About this task:
Among the entries beneath this sentence, how many lines include the word "timestamp"? Only the number is wanted.

Dataset records:
-------------------------
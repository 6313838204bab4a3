//! Thompson-Sampling strategy selector: a Bayesian bandit over
//! reasoning strategies with Beta posteriors updated from
//! success/failure outcomes.

pub mod monitoring;
pub mod sampler;

use std::collections::HashMap;
use std::time::{SystemTime, UNIX_EPOCH};

use parking_lot::Mutex;
use rand::rngs::StdRng;
use rand::SeedableRng;
use serde_json::Value;
use thiserror::Error;

pub use monitoring::{
    exploration_report, learning_report, performance_report, ExplorationBand, ExplorationReport,
    LearningReport, LearningTrend, PerformanceReport,
};

#[derive(Debug, Error)]
#[non_exhaustive]
pub enum ThompsonError {
    #[error("no active strategies are registered")]
    NoActiveStrategies,

    #[error("unknown strategy id: {0}")]
    StrategyNotFound(String),
}

/// A reasoning strategy with a Beta posterior over its success
/// probability. `alpha = 1 + total_successes`, `beta = 1 +
/// (total_trials - total_successes)`.
#[derive(Debug, Clone)]
pub struct Strategy {
    pub id: String,
    pub name: String,
    pub description: String,
    pub mode: String,
    pub parameters: Value,
    pub is_active: bool,
    pub alpha: f64,
    pub beta: f64,
    pub total_trials: u64,
    pub total_successes: u64,
}

impl Strategy {
    pub fn new(id: impl Into<String>, name: impl Into<String>) -> Self {
        Self {
            id: id.into(),
            name: name.into(),
            description: String::new(),
            mode: String::new(),
            parameters: Value::Null,
            is_active: true,
            alpha: 1.0,
            beta: 1.0,
            total_trials: 0,
            total_successes: 0,
        }
    }

    pub fn success_rate(&self) -> f64 {
        if self.total_trials > 0 {
            self.total_successes as f64 / self.total_trials as f64
        } else {
            0.0
        }
    }
}

/// Outcome of executing a strategy against a problem, used to update
/// that strategy's posterior.
#[derive(Debug, Clone)]
pub struct Outcome {
    pub id: String,
    pub strategy_id: String,
    pub problem_id: String,
    pub problem_type: String,
    pub description: String,
    pub success: bool,
    pub confidence_before: f64,
    pub confidence_after: f64,
    pub execution_time_ns: u64,
    pub token_count: u64,
    pub reasoning_path: Vec<String>,
    pub timestamp: i64,
    pub metadata: HashMap<String, Value>,
}

fn now_unix() -> i64 {
    SystemTime::now()
        .duration_since(UNIX_EPOCH)
        .map(|d| d.as_secs() as i64)
        .unwrap_or(0)
}

/// Bayesian bandit over a fixed set of named strategies.
pub struct ThompsonSelector {
    strategies: Mutex<Vec<Strategy>>,
    rng: Mutex<StdRng>,
    selections: Mutex<Vec<String>>,
    outcomes: Mutex<Vec<bool>>,
}

impl ThompsonSelector {
    pub fn new(seed: u64) -> Self {
        Self {
            strategies: Mutex::new(Vec::new()),
            rng: Mutex::new(StdRng::seed_from_u64(seed)),
            selections: Mutex::new(Vec::new()),
            outcomes: Mutex::new(Vec::new()),
        }
    }

    /// Register `strategy`. A degenerate/unset `alpha`/`beta` (`<= 0.0`)
    /// is reset to the uniform prior; a legitimate informative prior
    /// below `1.0` (e.g. Jeffreys' `0.5`/`0.5`) is left as configured.
    pub fn add_strategy(&self, mut strategy: Strategy) {
        if strategy.alpha <= 0.0 {
            strategy.alpha = 1.0;
        }
        if strategy.beta <= 0.0 {
            strategy.beta = 1.0;
        }
        self.strategies.lock().push(strategy);
    }

    /// Draw one Thompson sample per active strategy and return the
    /// argmax, breaking ties by iteration order.
    pub fn select_strategy(&self, _problem_context: &str) -> Result<Strategy, ThompsonError> {
        let strategies = self.strategies.lock();
        let mut rng = self.rng.lock();

        let mut best: Option<(usize, f64)> = None;
        for (idx, strategy) in strategies.iter().enumerate() {
            if !strategy.is_active {
                continue;
            }
            let theta = sampler::sample_beta(strategy.alpha, strategy.beta, &mut *rng);
            if best.is_none_or(|(_, best_theta)| theta > best_theta) {
                best = Some((idx, theta));
            }
        }

        let Some((idx, _)) = best else {
            return Err(ThompsonError::NoActiveStrategies);
        };
        let chosen = strategies[idx].clone();
        drop(strategies);
        drop(rng);

        self.selections.lock().push(chosen.id.clone());
        Ok(chosen)
    }

    /// Update the named strategy's posterior and trial counters.
    pub fn record_outcome(&self, id: &str, success: bool) -> Result<(), ThompsonError> {
        let mut strategies = self.strategies.lock();
        let strategy = strategies
            .iter_mut()
            .find(|s| s.id == id)
            .ok_or_else(|| ThompsonError::StrategyNotFound(id.to_string()))?;

        if success {
            strategy.alpha += 1.0;
            strategy.total_successes += 1;
        } else {
            strategy.beta += 1.0;
        }
        strategy.total_trials += 1;
        drop(strategies);

        self.outcomes.lock().push(success);
        Ok(())
    }

    /// Highest empirical success rate among active strategies, ties
    /// broken by higher `total_trials` then lexicographic id.
    pub fn get_best_strategy(&self) -> Result<Strategy, ThompsonError> {
        let strategies = self.strategies.lock();
        strategies
            .iter()
            .filter(|s| s.is_active)
            .max_by(|a, b| {
                a.success_rate()
                    .partial_cmp(&b.success_rate())
                    .unwrap_or(std::cmp::Ordering::Equal)
                    .then_with(|| a.total_trials.cmp(&b.total_trials))
                    .then_with(|| b.id.cmp(&a.id))
            })
            .cloned()
            .ok_or(ThompsonError::NoActiveStrategies)
    }

    /// Monte-Carlo selection-frequency distribution over `n_samples`
    /// independent draws (does not consume real selection history).
    pub fn get_strategy_distribution(&self, n_samples: usize) -> Result<HashMap<String, f64>, ThompsonError> {
        if n_samples == 0 {
            return Ok(HashMap::new());
        }
        let strategies = self.strategies.lock();
        let active: Vec<&Strategy> = strategies.iter().filter(|s| s.is_active).collect();
        if active.is_empty() {
            return Err(ThompsonError::NoActiveStrategies);
        }

        let mut rng = self.rng.lock();
        let mut counts: HashMap<String, u64> = HashMap::new();
        for _ in 0..n_samples {
            let mut best: Option<(&str, f64)> = None;
            for strategy in &active {
                let theta = sampler::sample_beta(strategy.alpha, strategy.beta, &mut *rng);
                if best.is_none_or(|(_, best_theta)| theta > best_theta) {
                    best = Some((&strategy.id, theta));
                }
            }
            if let Some((id, _)) = best {
                *counts.entry(id.to_string()).or_insert(0) += 1;
            }
        }

        Ok(counts
            .into_iter()
            .map(|(id, count)| (id, count as f64 / n_samples as f64))
            .collect())
    }

    /// Reset the named strategy to the uniform prior with no trials.
    pub fn reset_strategy(&self, id: &str) -> Result<(), ThompsonError> {
        let mut strategies = self.strategies.lock();
        let strategy = strategies
            .iter_mut()
            .find(|s| s.id == id)
            .ok_or_else(|| ThompsonError::StrategyNotFound(id.to_string()))?;
        strategy.alpha = 1.0;
        strategy.beta = 1.0;
        strategy.total_trials = 0;
        strategy.total_successes = 0;
        Ok(())
    }

    pub fn selections(&self) -> Vec<String> {
        self.selections.lock().clone()
    }

    pub fn outcomes(&self) -> Vec<bool> {
        self.outcomes.lock().clone()
    }
}

/// Build an [`Outcome`] with the current Unix timestamp, matching the
/// spec's "timestamp" field semantics without requiring callers to
/// thread clock access through every call site.
pub fn new_outcome(
    id: impl Into<String>,
    strategy_id: impl Into<String>,
    problem_id: impl Into<String>,
    success: bool,
) -> Outcome {
    Outcome {
        id: id.into(),
        strategy_id: strategy_id.into(),
        problem_id: problem_id.into(),
        problem_type: String::new(),
        description: String::new(),
        success,
        confidence_before: 0.0,
        confidence_after: 0.0,
        execution_time_ns: 0,
        token_count: 0,
        reasoning_path: Vec::new(),
        timestamp: now_unix(),
        metadata: HashMap::new(),
    }
}

#[cfg(test)]
mod tests {
    use super::*;

    #[test]
    fn record_outcome_updates_posterior() {
        let selector = ThompsonSelector::new(1);
        selector.add_strategy(Strategy::new("a", "A"));
        selector.record_outcome("a", true).unwrap();
        let strategies = selector.strategies.lock();
        let a = strategies.iter().find(|s| s.id == "a").unwrap();
        assert_eq!(a.alpha, 2.0);
        assert_eq!(a.beta, 1.0);
        assert_eq!(a.total_trials, 1);
        assert_eq!(a.total_successes, 1);
    }

    #[test]
    fn record_outcome_failure_updates_beta_only() {
        let selector = ThompsonSelector::new(1);
        selector.add_strategy(Strategy::new("a", "A"));
        selector.record_outcome("a", false).unwrap();
        let strategies = selector.strategies.lock();
        let a = strategies.iter().find(|s| s.id == "a").unwrap();
        assert_eq!(a.alpha, 1.0);
        assert_eq!(a.beta, 2.0);
        assert_eq!(a.total_successes, 0);
    }

    #[test]
    fn select_strategy_errors_when_none_active() {
        let selector = ThompsonSelector::new(1);
        let mut s = Strategy::new("a", "A");
        s.is_active = false;
        selector.add_strategy(s);
        assert!(matches!(
            selector.select_strategy("ctx"),
            Err(ThompsonError::NoActiveStrategies)
        ));
    }

    #[test]
    fn thompson_learns_better_strategy() {
        let selector = ThompsonSelector::new(42);
        selector.add_strategy(Strategy::new("good", "Good"));
        selector.add_strategy(Strategy::new("bad", "Bad"));

        let mut rng = StdRng::seed_from_u64(99);
        use rand::Rng;
        for _ in 0..100 {
            let chosen = selector.select_strategy("ctx").unwrap();
            let true_rate = if chosen.id == "good" { 0.8 } else { 0.2 };
            let success = rng.gen_range(0.0..1.0) < true_rate;
            selector.record_outcome(&chosen.id, success).unwrap();
        }

        let strategies = selector.strategies.lock();
        let good = strategies.iter().find(|s| s.id == "good").unwrap();
        let bad = strategies.iter().find(|s| s.id == "bad").unwrap();
        assert!(good.success_rate() > bad.success_rate());
    }

    #[test]
    fn exploration_favors_dominant_strategy() {
        let selector = ThompsonSelector::new(7);
        let mut good = Strategy::new("good", "Good");
        good.alpha = 20.0;
        good.beta = 2.0;
        selector.add_strategy(good);
        selector.add_strategy(Strategy::new("unknown", "Unknown"));

        let mut good_count = 0;
        let mut unknown_count = 0;
        for _ in 0..1000 {
            let chosen = selector.select_strategy("ctx").unwrap();
            if chosen.id == "good" {
                good_count += 1;
            } else {
                unknown_count += 1;
            }
        }
        assert!(good_count > 700);
        assert!(unknown_count > 50);
    }

    #[test]
    fn reset_strategy_restores_uniform_prior() {
        let selector = ThompsonSelector::new(1);
        selector.add_strategy(Strategy::new("a", "A"));
        selector.record_outcome("a", true).unwrap();
        selector.reset_strategy("a").unwrap();
        let strategies = selector.strategies.lock();
        let a = strategies.iter().find(|s| s.id == "a").unwrap();
        assert_eq!(a.alpha, 1.0);
        assert_eq!(a.beta, 1.0);
        assert_eq!(a.total_trials, 0);
    }

    #[test]
    fn get_best_strategy_by_success_rate() {
        let selector = ThompsonSelector::new(1);
        let mut a = Strategy::new("a", "A");
        a.total_trials = 10;
        a.total_successes = 8;
        let mut b = Strategy::new("b", "B");
        b.total_trials = 10;
        b.total_successes = 3;
        selector.add_strategy(a);
        selector.add_strategy(b);

        let best = selector.get_best_strategy().unwrap();
        assert_eq!(best.id, "a");
    }
}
-------------------------
Response to this exercise:
4